It's gripping, brilliant. But because it didn't quite fill the time, I read another story by a less stunning writer, but interesting anyway, about a man reading War and Peace and listening each afternoon to a woman practising a song from Guys and Dolls. He's not so keen on Tolstoy but it gets him through. You see the link in my mind. 

I love this work. It's the best I've ever had. While it takes enormous amounts of time to find stories and poems that are suitable for reading to young people in crisis, the job reinforces that idea of the importance of your own space. Because that space isn't just for writing, for creating, it's for possibilities. 

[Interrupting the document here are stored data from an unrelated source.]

#[cfg(test)]
mod tests {
    use super::*;
    use crate::backends::MemoryAdapter;
    use crate::core::capability::CapabilitySet;
    use serde_json::json;

    async fn open_store() -> DocumentStore {
        DocumentStore::open(Arc::new(MemoryAdapter::new()), StoreConfig::new("widgets"))
            .await
            .unwrap()
    }

    #[tokio::test]
    async fn open_creates_default_collection() {
        let store = open_store().await;
        assert!(store.has_collection("widgets").await.unwrap());
    }

    #[tokio::test]
    async fn put_then_get_round_trips_via_statement_form() {
        let store = open_store().await;
        store
            .execute("PUT VALUE {\"pk\": \"pk00\", \"id\": \"1\", \"int\": 7}", &ParamMap::new())
            .await
            .unwrap();
        let resp = store
            .execute("GET KEY {\"pk\": \"pk00\", \"id\": \"1\"}", &ParamMap::new())
            .await
            .unwrap();
        match resp {
            Response::Document(Some(item)) => {
                assert_eq!(item.value.unwrap().get_field("int"), Some(&Value::Int(7)))
            }
            other => panic!("unexpected {:?}", other),
        }
    }

    #[tokio::test]
    async fn structured_and_statement_forms_agree() {
        let store = open_store().await;
        let value: Value = json!({"pk": "pk00", "id": "1", "int": 7}).into();
        store.put(value.clone(), None, None).await.unwrap();

        let structured = store.get(Key::new("pk00", "1").as_value(), None).await.unwrap();
        let textual = match store
            .execute("GET KEY {\"pk\": \"pk00\", \"id\": \"1\"}", &ParamMap::new())
            .await
            .unwrap()
        {
            Response::Document(v) => v,
            other => panic!("unexpected {:?}", other),
        };
        assert_eq!(structured, textual);
    }

    #[tokio::test]
    async fn conditional_create_collection_conflicts_on_existing() {
        let store = open_store().await;
        let err = store
            .create_collection("widgets", Some("not_exists()"))
            .await
            .unwrap_err();
        assert_eq!(err.code(), "CONFLICT");
    }

    #[tokio::test]
    async fn conditional_drop_collection_not_found_on_missing() {
        let store = open_store().await;
        let err = store.drop_collection("ghosts", Some("exists()")).await.unwrap_err();
        assert_eq!(err.code(), "NOT_FOUND");
    }

    #[tokio::test]
    async fn closed_store_rejects_further_operations() {
        let store = open_store().await;
        store.close().await.unwrap();
        let err = store
            .execute("QUERY", &ParamMap::new())
            .await
            .unwrap_err();
        assert!(matches!(err, StoreError::Internal(_)));
        // Idempotent close.
        store.close().await.unwrap();
    }

    #[tokio::test]
    async fn capability_rejection_surfaces_before_dispatch() {
        let adapter = MemoryAdapter::with_capabilities(CapabilitySet::all().without(Capability::StringSearch));
        let store = DocumentStore::open(Arc::new(adapter), StoreConfig::new("widgets")).await.unwrap();
        let err = store
            .execute("QUERY WHERE contains(str, 'x')", &ParamMap::new())
            .await
            .unwrap_err();
        assert_eq!(err.code(), "NOT_SUPPORTED");
    }

    #[tokio::test]
    async fn batch_is_independent_per_item() {
        let store = open_store().await;
        let mut batch = Batch::default();
        for id in 0..5 {
            let mut op = Operation::new(crate::core::operation::Verb::Put);
            op.value = Some(json!({"pk": "pk00", "id": id.to_string(), "int": id}).into());
            batch.ops.push(op);
        }
        let results = store.batch(batch).await.unwrap();
        assert_eq!(results.len(), 5);
        for r in &results {
            assert!(matches!(r, OperationResult::Ok { .. }));
        }
    }

    #[tokio::test]
    async fn transaction_aborts_entirely_when_one_precondition_fails() {
        let store = open_store().await;
        for id in [7, 8, 9] {
            store
                .put(json!({"pk": "pk00", "id": id.to_string(), "int": 1}).into(), None, None)
                .await
                .unwrap();
        }
        let mut txn = Transaction::default();
        let mut put6 = Operation::new(crate::core::operation::Verb::Put);
        put6.value = Some(json!({"pk": "pk00", "id": "6", "int": 1}).into());
        put6.where_ = Some("not_exists()".to_string());
        txn.ops.push(put6);

        let mut del8 = Operation::new(crate::core::operation::Verb::Delete);
        del8.key = Some(Key::new("pk00", "8").as_value());
        txn.ops.push(del8);

        let mut bad_update = Operation::new(crate::core::operation::Verb::Update);
        bad_update.key = Some(Key::new("pk00", "9").as_value());
        bad_update.set = Some("int=put(2)".to_string());
        bad_update.where_ = Some("int = 999".to_string());
        txn.ops.push(bad_update);

        let err = store.transact(txn).await.unwrap_err();
        assert_eq!(err.code(), "CONFLICT");
        assert!(store.get(Key::new("pk00", "6").as_value(), None).await.unwrap().is_none());
        assert!(store.get(Key::new("pk00", "8").as_value(), None).await.unwrap().is_some());
    }
}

When I go to bed I read. I have done that most of my life. When my children went to bed I read to them. Last night as I was finishing emails, far too late, I saw my son had sent me an audio file of a song. It's pure blues, his voice is deep, the piano and guitar remind me of all the blues I've listened to in my life since I bought my first blues album in the 1970s. Blues is that space, poetry, taking photos, which is where my daughter finds her space. Lessing wasn't special in knowing the realities of two societies, two ways of life but she used this speech to remind us

It is our stories that will recreate us, when we are torn, hurt, even destroyed. It is the storyteller, the dream-maker, the myth-maker, that is our phoenix, that represents us at our best, and at our most creative.